If they did, the autobiography is “truthful”; if they did not, then the autobiography is a con. A bit of fibbing or embroidery is different. Everyone does that every day, but a whole life invented and presented as true takes advantage of emotions and ought to be filed, not under fiction, but in the “Great Australian Confidence Tricksters” section of the library. (I have no patience with suddenly calling a false autobiography a work of fiction. Fiction is its own kind of creature, based on its own truth, not an autobiography caught faking it).
Even in literary biography, where the main interest and joy lies in the writing rather than the facts of a life, the reader expects the events to have happened - always allowing, of course, for the distortions of memory. Readers know there will be shadowings, highlightings, omissions and flutterings of wings to distract from the real location of the nest. Yet they trust the writer is trying to give them her heart and mind - not take the readers' hearts and minds for a ride. They trust their emotions are not being jerked about to provide the rent for a house on Bribie Island.
As to the renewal of shame; I have come to see the real issue lies not in having our emotions duped, embarrassing and hurtful as that may be, but in having allowed our reason to be duped. While emotions were aroused, reason ignored the fact that Khouri was manipulating and inflaming unacknowledged anti-Islamic prejudices. My intellect remonstrated; you can see what she is doing with her tragic story, her emotive language; she is appealing to your irrational hidden fears of strangeness, you suspect that the account is untrue, perhaps even with a hidden political agenda; don't fall for her emotional house of cards.

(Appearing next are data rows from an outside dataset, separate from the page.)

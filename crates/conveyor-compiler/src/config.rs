//! `conveyorc` configuration file.
//!
//! ```json
//! {
//!   "compiler": { "program": "coffee-json", "args": ["--stdio"] },
//!   "preset": "bare",
//!   "output_dir": "public/js"
//! }
//! ```

use std::fs;
use std::path::{Path, PathBuf};

use serde::{Deserialize, Serialize};

use crate::driver::{CompileOptions, Preset};
use crate::process::CommandSpec;

#[derive(Debug, thiserror::Error)]
pub enum ConfigError {
    #[error("failed to read {}: {source}", path.display())]
    Read {
        path: PathBuf,
        source: std::io::Error,
    },
    #[error("invalid config {}: {source}", path.display())]
    Parse {
        path: PathBuf,
        source: serde_json::Error,
    },
}

/// Settings loaded from a JSON file. Every field is optional so command-line
/// flags can fill in the rest.
#[derive(Debug, Clone, Default, PartialEq, Eq, Serialize, Deserialize)]
#[serde(deny_unknown_fields)]
pub struct Config {
    #[serde(default)]
    pub compiler: Option<CommandSpec>,
    #[serde(default)]
    pub preset: Option<Preset>,
    #[serde(default)]
    pub output_dir: Option<PathBuf>,
}

impl Config {
    pub fn load(path: impl AsRef<Path>) -> Result<Self, ConfigError> {
        let path = path.as_ref();
        let text = fs::read_to_string(path).map_err(|source| ConfigError::Read {
            path: path.to_path_buf(),
            source,
        })?;
        serde_json::from_str(&text).map_err(|source| ConfigError::Parse {
            path: path.to_path_buf(),
            source,
        })
    }

    /// Compile options implied by this file alone.
    pub fn compile_options(&self) -> CompileOptions {
        CompileOptions::preset(self.preset.unwrap_or_default())
    }
}
//! Error types for the stylesheet bridge.

/// Failure reported by a helper runtime.
#[derive(Debug, Clone, PartialEq, thiserror::Error)]
#[error("{message}")]
pub struct RuntimeError {
    pub message: String,
}

impl RuntimeError {
    pub fn new(message: impl Into<String>) -> Self {
        Self {
            message: message.into(),
        }
    }
}

/// Errors that can occur while calling a stylesheet function.
#[derive(Debug, Clone, PartialEq, thiserror::Error)]
pub enum BridgeError {
    /// An argument had the wrong stylesheet type.
    #[error("${param}: {found} is not a {expected} for `{function}'")]
    ArgumentType {
        function: &'static str,
        param: &'static str,
        expected: &'static str,
        found: String,
    },
    /// A value has no counterpart on the other side of the bridge.
    #[error("cannot pass {0} across the helper bridge")]
    Unmarshallable(String),
    /// No function is declared under this name.
    #[error("undefined function `{0}'")]
    UnknownFunction(String),
    /// Wrong number of arguments.
    #[error("wrong number of arguments ({given} for {expected}) for `{function}'")]
    Arity {
        function: &'static str,
        expected: usize,
        given: usize,
    },
    /// The helper runtime itself failed.
    #[error("{method} failed: {source}")]
    Runtime {
        method: String,
        source: RuntimeError,
    },
}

It’s taken a while, but I'd like to speak up again, this time for literary and intellectual “babble” in the face of exploitation and prejudice. Unexamined emotions are not always right. They can be warm and generous and pleasurable and we couldn't do without them, but they have poorly developed powers of discrimination and can be easily fooled. It is necessary to examine “constructions of reality” in both autobiography and fiction. We may find such constructions made of grubby and flimsy cards indeed.